Cattle
Vaccination of cattle is an important part of keeping a herd healthy and productive. There are a number of core vaccines for both beef and dairy cattle.

Cows and bulls:
⁃infectious bovine rhinotracheitis, bovine viral diarrhea, parinfluenza, and bovine respiratory syncytial virus – available in a variety of forms depending on the gestation status and presence of a nursing calf
⁃Clostridium combination vaccine (7 or 8 way blackleg) – blackleg is rare in adult cattle but it can cause fatal disease and the vaccine can provide calves with antibodies via colostrum
⁃leptospirosis and campylobacter (vibriosis)
⁃pink eye as needed – MANY strains of this bacteria exist and a vaccine can be made for the specific strains on a farm
⁃J-5 in dairy cows only

Calves:
⁃infectious bovine rhinotracheitis, bovine viral diarrhea, parinfluenza, and bovine respiratory syncytial virus – also comes in combination with respiratory bacteria; replacement heifers can receive a modified live virus (MLV) that allows them to receive subsequent MLV vaccines regardless of gestation status
⁃Clostridium combination vaccine (7 or 8 way blackleg) – available with tetanus which is a good idea for bull calves that will be castrated
⁃Brucellosis is optional and for heifers only– also called OCV or bangs – must be done in heifers 4-12 months of age
⁃pink eye as needed
⁃rotavirus, coronavirus, and E. coli to try to prevent scours – more common in dairy calves

Regular deworming and external parasite control is important in keeping cattle in good health. There are a variety of administration routes available including oral, injection, and pour on.

Sheep and Goats

A big concern with small ruminants is intestinal parasite resistance. Overuse of deworming products have led to intestinal parasites becoming resistant to many of the existing deworming products available. A severe parasite infestation can easily lead to the death of a sheep or goat with the young and old being most susceptible. The current recommendation is to perform regular fecal examinations to get an egg count and ensure deworming even needs to be done. It is also recommended to use the same deworming product until it fails to work then switch to a different class of dewormer.

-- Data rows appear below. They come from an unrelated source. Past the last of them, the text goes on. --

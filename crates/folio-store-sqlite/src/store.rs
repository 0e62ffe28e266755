//! [`SqliteStore`]: the SQLite implementation of [`PortfolioStore`].

use std::path::Path;

use chrono::{SubsecRound as _, Utc};
use rusqlite::params;

use folio_core::{
  admin::{AdminQuery, DashboardStats, Entity, FieldValue, ModelView, Record},
  contact::{ContactMessage, NewContactMessage},
  experience::{Experience, NewExperience},
  project::{NewProject, Project},
  settings::{Setting, SettingInput, SettingUpdate},
  skill::{NewSkill, Skill},
  store::{Page, PortfolioStore, ProjectQuery, SkillOrder},
};

use crate::{
  Error, Result, admin,
  encode::{RawRecord, RawSkill, encode_dt, encode_field},
  queries,
  schema::SCHEMA,
  seed::{self, SeedReport},
};

// ─── Store ───────────────────────────────────────────────────────────────────

/// A Folio portfolio store backed by a single SQLite file.
///
/// Cloning is cheap; the inner connection handle is shared.
#[derive(Clone)]
pub struct SqliteStore {
  conn: tokio_rusqlite::Connection,
}

impl SqliteStore {
  /// Open (or create) a store at `path` and run schema initialisation.
  pub async fn open(path: impl AsRef<Path>) -> Result<Self> {
    let conn = tokio_rusqlite::Connection::open(path).await?;
    let store = Self { conn };
    store.init_schema().await?;
    Ok(store)
  }

  /// Open an in-memory store, useful for testing.
  pub async fn open_in_memory() -> Result<Self> {
    let conn = tokio_rusqlite::Connection::open_in_memory().await?;
    let store = Self { conn };
    store.init_schema().await?;
    Ok(store)
  }

  async fn init_schema(&self) -> Result<()> {
    self
      .conn
      .call(|conn| {
        conn.execute_batch(SCHEMA)?;
        Ok(())
      })
      .await?;
    Ok(())
  }

  /// Flush and close the connection. Pending calls on clones fail afterwards.
  pub async fn close(self) -> Result<()> {
    self.conn.close().await?;
    Ok(())
  }

  /// Insert the starter content. Rows that already exist (matched on their
  /// natural key) are left untouched, so running this twice is harmless.
  pub async fn seed(&self) -> Result<SeedReport> {
    let now = encode_dt(Utc::now());
    let report = self
      .conn
      .call(move |conn| Ok(seed::apply(conn, &now)?))
      .await?;
    tracing::info!(
      projects = report.projects,
      experience = report.experience,
      skills = report.skills,
      settings = report.settings,
      "seeded starter content"
    );
    Ok(report)
  }

  async fn record(&self, entity: Entity, id: i64) -> Result<Option<Record>> {
    let raw = self
      .conn
      .call(move |conn| Ok(queries::fetch_record(conn, entity, id)?))
      .await?;
    raw.map(RawRecord::into_record).transpose()
  }
}

// ─── PortfolioStore impl ─────────────────────────────────────────────────────

impl PortfolioStore for SqliteStore {
  type Error = Error;

  // ── Projects ──────────────────────────────────────────────────────────────

  async fn create_project(&self, input: NewProject) -> Result<Project> {
    let created_at = Utc::now().trunc_subsecs(6);
    let at_str = encode_dt(created_at);

    let (id, input) = self
      .conn
      .call(move |conn| {
        let tx = conn.transaction()?;
        let id = queries::insert_project(&tx, &input, &at_str)?;
        tx.commit()?;
        Ok((id, input))
      })
      .await?;

    Ok(Project {
      id,
      title: input.title,
      description: input.description,
      short_description: input.short_description,
      image_url: input.image_url,
      demo_url: input.demo_url,
      github_url: input.github_url,
      technologies: input.technologies,
      featured: input.featured,
      created_at,
      order_index: input.order_index,
    })
  }

  async fn get_project(&self, id: i64) -> Result<Option<Project>> {
    let raw = self
      .conn
      .call(move |conn| Ok(queries::fetch_project(conn, id)?))
      .await?;
    raw.map(|r| r.into_project()).transpose()
  }

  async fn update_project(&self, id: i64, input: NewProject) -> Result<Option<Project>> {
    let raw = self
      .conn
      .call(move |conn| {
        let tx = conn.transaction()?;
        if !queries::update_project(&tx, id, &input)? {
          return Ok(None);
        }
        let raw = queries::fetch_project(&tx, id)?;
        tx.commit()?;
        Ok(raw)
      })
      .await?;
    raw.map(|r| r.into_project()).transpose()
  }

  async fn list_projects<'a>(&'a self, query: &'a ProjectQuery) -> Result<Vec<Project>> {
    let query = query.clone();
    let raws = self
      .conn
      .call(move |conn| Ok(queries::list_projects(conn, &query)?))
      .await?;
    raws.into_iter().map(|r| r.into_project()).collect()
  }

  async fn count_projects<'a>(&'a self, query: &'a ProjectQuery) -> Result<u64> {
    let query = query.clone();
    let n = self
      .conn
      .call(move |conn| Ok(queries::count_projects(conn, &query)?))
      .await?;
    Ok(n)
  }

  async fn list_technologies(&self) -> Result<Vec<String>> {
    let tags = self
      .conn
      .call(|conn| {
        let mut stmt = conn.prepare("SELECT DISTINCT name FROM project_technologies")?;
        let tags = stmt
          .query_map([], |r| r.get(0))?
          .collect::<rusqlite::Result<Vec<String>>>()?;
        Ok(tags)
      })
      .await?;
    Ok(tags)
  }

  // ── Experience ────────────────────────────────────────────────────────────

  async fn create_experience(&self, input: NewExperience) -> Result<Experience> {
    let (id, input) = self
      .conn
      .call(move |conn| {
        let id = queries::insert_experience(conn, &input)?;
        Ok((id, input))
      })
      .await?;

    Ok(Experience {
      id,
      title: input.title,
      company: input.company,
      company_url: input.company_url,
      company_logo: input.company_logo,
      location: input.location,
      start_date: input.start_date,
      end_date: input.end_date,
      description: input.description,
      experience_type: input.experience_type,
      order_index: input.order_index,
    })
  }

  async fn update_experience(
    &self,
    id: i64,
    input: NewExperience,
  ) -> Result<Option<Experience>> {
    let raw = self
      .conn
      .call(move |conn| {
        if !queries::update_experience(conn, id, &input)? {
          return Ok(None);
        }
        Ok(queries::fetch_experience(conn, id)?)
      })
      .await?;
    raw.map(|r| r.into_experience()).transpose()
  }

  async fn list_experiences(&self) -> Result<Vec<Experience>> {
    let raws = self
      .conn
      .call(|conn| Ok(queries::list_experiences(conn)?))
      .await?;
    raws.into_iter().map(|r| r.into_experience()).collect()
  }

  // ── Skills ────────────────────────────────────────────────────────────────

  async fn create_skill(&self, input: NewSkill) -> Result<Skill> {
    let (id, input) = self
      .conn
      .call(move |conn| {
        let id = queries::insert_skill(conn, &input)?;
        Ok((id, input))
      })
      .await?;

    RawSkill {
      id,
      name: input.name,
      category: input.category,
      proficiency: input.proficiency,
      icon_class: input.icon_class,
      order_index: input.order_index,
    }
    .into_skill()
  }

  async fn update_skill(&self, id: i64, input: NewSkill) -> Result<Option<Skill>> {
    let raw = self
      .conn
      .call(move |conn| {
        if !queries::update_skill(conn, id, &input)? {
          return Ok(None);
        }
        Ok(queries::fetch_skill(conn, id)?)
      })
      .await?;
    raw.map(|r| r.into_skill()).transpose()
  }

  async fn list_skills(&self, order: SkillOrder) -> Result<Vec<Skill>> {
    let raws = self
      .conn
      .call(move |conn| Ok(queries::list_skills(conn, order)?))
      .await?;
    raws.into_iter().map(|r| r.into_skill()).collect()
  }

  // ── Contact messages ──────────────────────────────────────────────────────

  async fn create_message(&self, input: NewContactMessage) -> Result<ContactMessage> {
    let created_at = Utc::now().trunc_subsecs(6);
    let at_str = encode_dt(created_at);

    let (id, input) = self
      .conn
      .call(move |conn| {
        let id = queries::insert_message(conn, &input, &at_str)?;
        Ok((id, input))
      })
      .await?;

    Ok(ContactMessage {
      id,
      name: input.name,
      email: input.email,
      subject: input.subject,
      message: input.message,
      created_at,
      read: false,
    })
  }

  // ── Settings ──────────────────────────────────────────────────────────────

  async fn get_setting<'a>(&'a self, key: &'a str) -> Result<Option<String>> {
    let key = key.to_owned();
    let value = self
      .conn
      .call(move |conn| Ok(queries::setting_value(conn, &key)?))
      .await?;
    Ok(value)
  }

  async fn set_setting<'a>(&'a self, key: &'a str, value: &'a str) -> Result<Setting> {
    let key = key.to_owned();
    let value = value.to_owned();
    let setting = self
      .conn
      .call(move |conn| Ok(queries::upsert_setting(conn, &key, &value)?))
      .await?;
    Ok(setting)
  }

  async fn update_setting(&self, id: i64, input: SettingInput) -> Result<SettingUpdate> {
    let outcome = self
      .conn
      .call(move |conn| {
        let taken: bool = conn.query_row(
          "SELECT EXISTS (SELECT 1 FROM site_settings WHERE key = ?1 AND id != ?2)",
          params![input.key, id],
          |r| r.get(0),
        )?;
        if taken {
          return Ok(SettingUpdate::KeyTaken);
        }
        let changed = conn.execute(
          "UPDATE site_settings SET key = ?2, value = ?3 WHERE id = ?1",
          params![id, input.key, input.value],
        )?;
        if changed == 0 {
          return Ok(SettingUpdate::NotFound);
        }
        Ok(SettingUpdate::Updated(Setting {
          id,
          key: input.key,
          value: input.value,
        }))
      })
      .await?;
    Ok(outcome)
  }

  // ── Admin ─────────────────────────────────────────────────────────────────

  async fn admin_list<'a>(
    &'a self,
    view: &'static ModelView,
    query: &'a AdminQuery,
  ) -> Result<Page<Record>> {
    let q = query.clone();
    let (raws, total) = self
      .conn
      .call(move |conn| {
        let (ids, total) = admin::list_ids(conn, view, &q)?;
        let mut raws = Vec::with_capacity(ids.len());
        for id in ids {
          if let Some(raw) = queries::fetch_record(conn, view.entity, id)? {
            raws.push(raw);
          }
        }
        Ok((raws, total))
      })
      .await?;

    let items = raws
      .into_iter()
      .map(RawRecord::into_record)
      .collect::<Result<Vec<_>>>()?;
    Ok(Page::new(items, query.page, query.per_page, total))
  }

  async fn admin_get(&self, entity: Entity, id: i64) -> Result<Option<Record>> {
    self.record(entity, id).await
  }

  async fn admin_update_column(
    &self,
    entity: Entity,
    id: i64,
    column: &'static str,
    value: FieldValue,
  ) -> Result<Option<Record>> {
    let table = queries::table(entity);
    let value = encode_field(&value);
    let changed = self
      .conn
      .call(move |conn| {
        let n = conn.execute(
          &format!("UPDATE \"{table}\" SET \"{column}\" = ?1 WHERE id = ?2"),
          params![value, id],
        )?;
        Ok(n > 0)
      })
      .await?;
    if !changed {
      return Ok(None);
    }
    self.record(entity, id).await
  }

  async fn admin_delete(&self, entity: Entity, id: i64) -> Result<bool> {
    let table = queries::table(entity);
    let deleted = self
      .conn
      .call(move |conn| {
        let n = conn.execute(&format!("DELETE FROM \"{table}\" WHERE id = ?1"), [id])?;
        Ok(n > 0)
      })
      .await?;
    Ok(deleted)
  }

  async fn dashboard_stats(&self) -> Result<DashboardStats> {
    let (projects, experience, skills, unread): (i64, i64, i64, i64) = self
      .conn
      .call(|conn| {
        Ok(conn.query_row(
          "SELECT
             (SELECT COUNT(*) FROM projects),
             (SELECT COUNT(*) FROM experience),
             (SELECT COUNT(*) FROM skills),
             (SELECT COUNT(*) FROM contact_messages WHERE read = 0)",
          [],
          |r| Ok((r.get(0)?, r.get(1)?, r.get(2)?, r.get(3)?)),
        )?)
      })
      .await?;

    Ok(DashboardStats {
      project_count:    projects as u64,
      experience_count: experience as u64,
      skill_count:      skills as u64,
      unread_messages:  unread as u64,
    })
  }
}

Sheep and goats need a yearly CD-T vaccine to prevent a trio of clostridial diseases including tetanus. Rabies can also be given to both species although it is off label in goats.

Bladder stones can be a problem in males of both species but is more common in wethers – especially goats. Excessive calcium intake coupled with decreased water consumption can lead to the formation bladder stones that can block the urethra. Animals castrated at a young age may be at an increased risk as their urethra may be narrower than if castrated when he is older. If the stone cannot be passed or removed, the animal will need surgery to regain the ability to urinate and save his life. This surgery will render him unable to be used as a breeding animal.

Many pet goat owners do not want horns due to the possible danger of injury to humans and other goats. Disbudding is a procedure that uses heat to kill the cells that grow into horns and is best done on a young animal that is a few weeks to a couple of months of age. Any horn removal done after this age will be considered a surgical procedure necessitating anesthesia. The horn buds of goats, especially males, can be difficult to prevent from regrowing. There is a fine line between achieving the heat needed to prevent horn growth and damaging the brain of a goat due to the thin skull in the horn area.

There are numerous diseases that sheep and goats can be tested for to keep the flock or herd as safe as possible. Both species can contract Johne’s and caseous lymphadenitis (CL). Johne’s causes diarrhea while CL can lead to abscessation of lymph nodes mainly in the head/neck. Ovine progressive pneumonia (OPP), specific to sheep, can cause respiratory problems and weight loss. Caprine arthritis encephalitis (CAE), is specific to goats, can cause neurologic signs and pneumonia in kids and arthritis in adults. These viruses are certainly spread through the colostrum but transmission through contact may be possible as well.